::: Dataset records :::

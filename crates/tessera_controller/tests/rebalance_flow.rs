//! End-to-end rebalance runs against a scratch metadata directory, with a
//! background thread standing in for the cluster controller that reports the
//! external view.

use std::collections::BTreeMap;
use std::sync::atomic::{AtomicBool, Ordering};
use std::sync::{Arc, Mutex};
use std::thread::{self, JoinHandle};
use std::time::Duration;

use tessera_controller::{
    Assignment, DirMetadataStore, InstanceConfig, InstanceStateMap, MetadataStore,
    RebalanceConfig, RebalanceStatus, Rebalancer, RebalancerTiming, SegmentState, TableConfig,
    TableType,
};

fn instance(id: &str, tag: &str) -> InstanceConfig {
    InstanceConfig {
        instance_id: id.to_string(),
        host: format!("{id}.local"),
        port: 8098,
        enabled: true,
        tags: vec![tag.to_string()],
    }
}

fn offline_table(replication: usize) -> TableConfig {
    TableConfig {
        raw_table_name: "orders".into(),
        table_type: TableType::Offline,
        replication,
        server_tenant: "default".into(),
        high_level_consumer: false,
        assignment_strategy: "balanced".into(),
        instance_assignment: BTreeMap::new(),
    }
}

fn states(entries: &[(&str, SegmentState)]) -> InstanceStateMap {
    entries
        .iter()
        .map(|(instance, state)| (instance.to_string(), *state))
        .collect()
}

fn assignment(entries: &[(&str, &[(&str, SegmentState)])]) -> Assignment {
    entries
        .iter()
        .map(|(segment, map)| (segment.to_string(), states(map)))
        .collect()
}

fn fast_timing() -> RebalancerTiming {
    RebalancerTiming {
        check_interval: Duration::from_millis(2),
        stabilization_max_wait: Duration::from_secs(5),
    }
}

fn short_wait_timing() -> RebalancerTiming {
    RebalancerTiming {
        check_interval: Duration::from_millis(2),
        stabilization_max_wait: Duration::from_millis(40),
    }
}

/// How the stand-in controller reports the external view.
#[derive(Clone, Copy)]
enum ControllerMode {
    /// Mirror the ideal state, converging every step.
    Converge,
    /// Never report an external view at all.
    Stall,
    /// Mirror the ideal state but hold one instance in ERROR.
    ErrorOn(&'static str),
}

/// Background stand-in for the cluster controller: polls the ideal state,
/// records every committed version, and reports the external view according
/// to its mode.
struct FakeController {
    stop: Arc<AtomicBool>,
    history: Arc<Mutex<Vec<(u64, Assignment)>>>,
    handle: JoinHandle<()>,
}

impl FakeController {
    fn spawn(store: Arc<DirMetadataStore>, table: &str, mode: ControllerMode) -> Self {
        let stop = Arc::new(AtomicBool::new(false));
        let history = Arc::new(Mutex::new(Vec::new()));
        let thread_stop = stop.clone();
        let thread_history = history.clone();
        let table = table.to_string();
        let handle = thread::spawn(move || {
            while !thread_stop.load(Ordering::SeqCst) {
                if let Ok(Some(ideal_state)) = store.ideal_state(&table) {
                    let mut history = thread_history.lock().unwrap();
                    let seen = history
                        .iter()
                        .any(|(version, _)| *version == ideal_state.version);
                    if !seen {
                        history.push((ideal_state.version, ideal_state.assignment.clone()));
                    }
                    drop(history);
                    match mode {
                        ControllerMode::Converge => {
                            store
                                .set_external_view(&table, ideal_state.assignment)
                                .expect("set external view");
                        }
                        ControllerMode::Stall => {}
                        ControllerMode::ErrorOn(instance) => {
                            let mut reported = ideal_state.assignment;
                            for states in reported.values_mut() {
                                if let Some(state) = states.get_mut(instance) {
                                    *state = SegmentState::Error;
                                }
                            }
                            store
                                .set_external_view(&table, reported)
                                .expect("set external view");
                        }
                    }
                }
                thread::sleep(Duration::from_millis(2));
            }
        });
        Self {
            stop,
            history,
            handle,
        }
    }

    fn finish(self) -> Vec<(u64, Assignment)> {
        self.stop.store(true, Ordering::SeqCst);
        self.handle.join().expect("controller thread");
        Arc::try_unwrap(self.history)
            .expect("history still shared")
            .into_inner()
            .unwrap()
    }
}

/// Every segment must keep at least `min_available` replicas that were
/// available under the previous assignment and survive into the next one.
fn assert_availability_floor(prev: &Assignment, next: &Assignment, min_available: usize) {
    for (segment, prev_map) in prev {
        let next_map = next.get(segment).expect("segment dropped from assignment");
        let kept = prev_map
            .iter()
            .filter(|(instance, state)| {
                state.is_available() && next_map.contains_key(instance.as_str())
            })
            .count();
        assert!(
            kept >= min_available,
            "segment {segment} kept only {kept} available replicas, need {min_available}"
        );
    }
}

#[test]
fn no_downtime_rebalance_converges_and_keeps_replicas_available() {
    let dir = tempfile::tempdir().unwrap();
    let store = Arc::new(DirMetadataStore::open(dir.path()).unwrap());
    // Only i3/i4 are tagged for the tenant, so the target moves both replicas.
    store
        .put_instance_configs(&[
            instance("i3", "default_OFFLINE"),
            instance("i4", "default_OFFLINE"),
        ])
        .unwrap();
    let current = assignment(&[
        (
            "seg0",
            &[("i1", SegmentState::Online), ("i2", SegmentState::Online)],
        ),
        (
            "seg1",
            &[("i1", SegmentState::Online), ("i2", SegmentState::Online)],
        ),
    ]);
    store.set_ideal_state("orders_OFFLINE", true, current).unwrap();

    let controller = FakeController::spawn(store.clone(), "orders_OFFLINE", ControllerMode::Converge);
    let rebalancer = Rebalancer::with_timing(store.clone(), fast_timing());
    let result = rebalancer.rebalance(&offline_table(2), &RebalanceConfig::default());
    assert_eq!(result.status, RebalanceStatus::Done, "{}", result.message);

    let target = result.target_assignment.expect("target in result");
    let stored = store.ideal_state("orders_OFFLINE").unwrap().unwrap();
    assert_eq!(stored.assignment, target);
    for segment_states in target.values() {
        let hosts: Vec<_> = segment_states.keys().map(String::as_str).collect();
        assert!(hosts.iter().all(|host| *host == "i3" || *host == "i4"));
    }

    let mut history = controller.finish();
    history.sort_by_key(|(version, _)| *version);
    // Seed, one intermediate step keeping a current replica, then the target.
    assert_eq!(history.len(), 3, "unexpected step count: {history:?}");
    for pair in history.windows(2) {
        assert_availability_floor(&pair[0].1, &pair[1].1, 1);
    }
    assert_eq!(history.last().unwrap().1, stored.assignment);
}

#[test]
fn downtime_rebalance_does_not_wait_for_the_external_view() {
    let dir = tempfile::tempdir().unwrap();
    let store = Arc::new(DirMetadataStore::open(dir.path()).unwrap());
    store
        .put_instance_configs(&[
            instance("i3", "default_OFFLINE"),
            instance("i4", "default_OFFLINE"),
        ])
        .unwrap();
    store
        .set_ideal_state(
            "orders_OFFLINE",
            true,
            assignment(&[(
                "seg0",
                &[("i1", SegmentState::Online), ("i2", SegmentState::Online)],
            )]),
        )
        .unwrap();

    // No external view exists at all; the downtime path never looks at it.
    let config = RebalanceConfig {
        downtime: true,
        ..RebalanceConfig::default()
    };
    let rebalancer = Rebalancer::with_timing(store.clone(), fast_timing());
    let result = rebalancer.rebalance(&offline_table(2), &config);
    assert_eq!(result.status, RebalanceStatus::Done, "{}", result.message);

    let stored = store.ideal_state("orders_OFFLINE").unwrap().unwrap();
    assert_eq!(stored.version, 1);
    assert_eq!(stored.assignment, result.target_assignment.unwrap());
}

#[test]
fn rebalance_fails_when_the_table_is_deleted_mid_wait() {
    let dir = tempfile::tempdir().unwrap();
    let store = Arc::new(DirMetadataStore::open(dir.path()).unwrap());
    store
        .put_instance_configs(&[
            instance("i3", "default_OFFLINE"),
            instance("i4", "default_OFFLINE"),
        ])
        .unwrap();
    store
        .set_ideal_state(
            "orders_OFFLINE",
            true,
            assignment(&[(
                "seg0",
                &[("i1", SegmentState::Online), ("i2", SegmentState::Online)],
            )]),
        )
        .unwrap();

    // The external view never converges; the table disappears mid-wait.
    let store_handle = store.clone();
    let deleter = thread::spawn(move || {
        thread::sleep(Duration::from_millis(20));
        store_handle.remove_table("orders_OFFLINE").unwrap();
    });

    let rebalancer = Rebalancer::with_timing(store, fast_timing());
    let result = rebalancer.rebalance(&offline_table(2), &RebalanceConfig::default());
    deleter.join().unwrap();
    assert_eq!(result.status, RebalanceStatus::Failed);
    assert!(
        result.message.contains("disappeared"),
        "unexpected message: {}",
        result.message
    );
}

#[test]
fn best_efforts_rebalance_completes_despite_a_stalled_external_view() {
    let dir = tempfile::tempdir().unwrap();
    let store = Arc::new(DirMetadataStore::open(dir.path()).unwrap());
    store
        .put_instance_configs(&[
            instance("i3", "default_OFFLINE"),
            instance("i4", "default_OFFLINE"),
        ])
        .unwrap();
    store
        .set_ideal_state(
            "orders_OFFLINE",
            true,
            assignment(&[(
                "seg0",
                &[("i1", SegmentState::Online), ("i2", SegmentState::Online)],
            )]),
        )
        .unwrap();

    // The controller never reports an external view, so every wait times out
    // and best-efforts steps through regardless.
    let controller = FakeController::spawn(store.clone(), "orders_OFFLINE", ControllerMode::Stall);
    let config = RebalanceConfig {
        best_efforts: true,
        ..RebalanceConfig::default()
    };
    let rebalancer = Rebalancer::with_timing(store.clone(), short_wait_timing());
    let result = rebalancer.rebalance(&offline_table(2), &config);
    assert_eq!(result.status, RebalanceStatus::Done, "{}", result.message);
    assert!(
        result.message.contains("min available replicas"),
        "unexpected message: {}",
        result.message
    );

    let stored = store.ideal_state("orders_OFFLINE").unwrap().unwrap();
    assert_eq!(stored.assignment, result.target_assignment.unwrap());

    // The committed steps still honor the availability floor.
    let mut history = controller.finish();
    history.sort_by_key(|(version, _)| *version);
    assert_eq!(history.len(), 3, "unexpected step count: {history:?}");
    for pair in history.windows(2) {
        assert_availability_floor(&pair[0].1, &pair[1].1, 1);
    }
}

#[test]
fn error_replica_aborts_the_rebalance_without_best_efforts() {
    let dir = tempfile::tempdir().unwrap();
    let store = Arc::new(DirMetadataStore::open(dir.path()).unwrap());
    store
        .put_instance_configs(&[
            instance("i3", "default_OFFLINE"),
            instance("i4", "default_OFFLINE"),
        ])
        .unwrap();
    let seeded = store
        .set_ideal_state(
            "orders_OFFLINE",
            true,
            assignment(&[(
                "seg0",
                &[("i1", SegmentState::Online), ("i2", SegmentState::Online)],
            )]),
        )
        .unwrap();

    // The controller reports i1 stuck in ERROR; without best-efforts the
    // rebalance aborts before touching the ideal state.
    let controller =
        FakeController::spawn(store.clone(), "orders_OFFLINE", ControllerMode::ErrorOn("i1"));
    let rebalancer = Rebalancer::with_timing(store.clone(), fast_timing());
    let result = rebalancer.rebalance(&offline_table(2), &RebalanceConfig::default());
    assert_eq!(result.status, RebalanceStatus::Failed);
    assert!(
        result.message.contains("ERROR state"),
        "unexpected message: {}",
        result.message
    );

    let stored = store.ideal_state("orders_OFFLINE").unwrap().unwrap();
    assert_eq!(stored.version, seeded.version);
    assert_eq!(stored.assignment, seeded.assignment);
    controller.finish();
}
//! Minimal admin client for table metadata and rebalances.

use std::path::PathBuf;
use std::sync::Arc;
use std::time::Duration;

use anyhow::{bail, Context, Result};
use clap::{Parser, Subcommand};

use tessera_controller::{
    Assignment, DirMetadataStore, InstanceConfig, MetadataStore, RebalanceConfig, RebalanceStatus,
    Rebalancer, RebalancerTiming, TableConfig,
};

#[derive(Parser)]
#[command(name = "tessctl")]
#[command(about = "Admin client for the Tessera table metadata store", long_about = None)]
struct Args {
    /// Root of the metadata directory.
    #[arg(long, default_value = "./metadata")]
    meta_dir: PathBuf,
    #[command(subcommand)]
    command: Command,
}

#[derive(Subcommand)]
enum Command {
    /// Print the ideal state and external view of a table.
    State {
        #[arg(long)]
        table: String,
    },
    /// Register or update a server instance.
    AddInstance {
        #[arg(long)]
        instance_id: String,
        #[arg(long)]
        host: String,
        #[arg(long, default_value_t = 8098)]
        port: u16,
        /// Tenant tags, e.g. `default_OFFLINE`. Repeatable.
        #[arg(long = "tag")]
        tags: Vec<String>,
    },
    /// Store a table config (JSON file) and seed an empty ideal state.
    AddTable {
        #[arg(long)]
        config: PathBuf,
    },
    /// Copy the ideal state assignment into the external view, standing in
    /// for the cluster controller while experimenting locally.
    SyncExternalView {
        #[arg(long)]
        table: String,
    },
    /// Rebalance a table and print the result JSON.
    Rebalance {
        #[arg(long)]
        table: String,
        #[arg(long, default_value_t = false)]
        dry_run: bool,
        #[arg(long, default_value_t = false)]
        reassign_instances: bool,
        #[arg(long, default_value_t = false)]
        include_consuming: bool,
        #[arg(long, default_value_t = false)]
        downtime: bool,
        #[arg(long, default_value_t = 1)]
        min_replicas: i64,
        #[arg(long, default_value_t = false)]
        best_efforts: bool,
        /// Interval between external-view polls, in milliseconds.
        #[arg(long)]
        check_interval_ms: Option<u64>,
        /// Maximum wait for external-view convergence, in milliseconds.
        #[arg(long)]
        max_wait_ms: Option<u64>,
    },
}

fn main() -> Result<()> {
    tracing_subscriber::fmt()
        .with_env_filter(
            tracing_subscriber::EnvFilter::try_from_default_env()
                .unwrap_or_else(|_| tracing_subscriber::EnvFilter::new("info")),
        )
        .init();

    let args = Args::parse();
    let store = Arc::new(DirMetadataStore::open(&args.meta_dir)?);

    match args.command {
        Command::State { table } => {
            let ideal_state = store.ideal_state(&table)?;
            let external_view = store.external_view(&table)?;
            let view = serde_json::json!({
                "idealState": ideal_state,
                "externalView": external_view,
            });
            println!("{}", serde_json::to_string_pretty(&view)?);
        }
        Command::AddInstance {
            instance_id,
            host,
            port,
            tags,
        } => {
            let mut configs = store.instance_configs()?;
            configs.retain(|config| config.instance_id != instance_id);
            configs.push(InstanceConfig {
                instance_id: instance_id.clone(),
                host,
                port,
                enabled: true,
                tags,
            });
            configs.sort_by(|a, b| a.instance_id.cmp(&b.instance_id));
            store.put_instance_configs(&configs)?;
            println!("registered instance {instance_id}");
        }
        Command::AddTable { config } => {
            let data = std::fs::read(&config)
                .with_context(|| format!("read table config {}", config.display()))?;
            let table_config: TableConfig =
                serde_json::from_slice(&data).context("parse table config")?;
            let table = table_config.name_with_type();
            store.put_table_config(&table_config)?;
            if store.ideal_state(&table)?.is_none() {
                store.set_ideal_state(&table, true, Assignment::new())?;
            }
            println!("added table {table}");
        }
        Command::SyncExternalView { table } => {
            let Some(ideal_state) = store.ideal_state(&table)? else {
                bail!("no ideal state for table {table}");
            };
            store.set_external_view(&table, ideal_state.assignment)?;
            println!("external view synced for table {table}");
        }
        Command::Rebalance {
            table,
            dry_run,
            reassign_instances,
            include_consuming,
            downtime,
            min_replicas,
            best_efforts,
            check_interval_ms,
            max_wait_ms,
        } => {
            let Some(table_config) = store.table_config(&table)? else {
                bail!("no table config stored for {table}");
            };
            let config = RebalanceConfig {
                dry_run,
                reassign_instances,
                include_consuming,
                downtime,
                min_replicas_to_keep_up_for_no_downtime: min_replicas,
                best_efforts,
            };
            let mut timing = RebalancerTiming::default();
            if let Some(ms) = check_interval_ms {
                timing.check_interval = Duration::from_millis(ms);
            }
            if let Some(ms) = max_wait_ms {
                timing.stabilization_max_wait = Duration::from_millis(ms);
            }

            let rebalancer = Rebalancer::with_timing(store, timing);
            let result = rebalancer.rebalance(&table_config, &config);
            println!("{}", serde_json::to_string_pretty(&result)?);
            if result.status == RebalanceStatus::Failed {
                std::process::exit(1);
            }
        }
    }

    Ok(())
}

:::

§ **Task item**:
Among the lines of the preceding data, which ones hold the word "standing"? List them.

§ **Written response**:
//! background thread standing in for the cluster controller that reports the
    /// Copy the ideal state assignment into the external view, standing in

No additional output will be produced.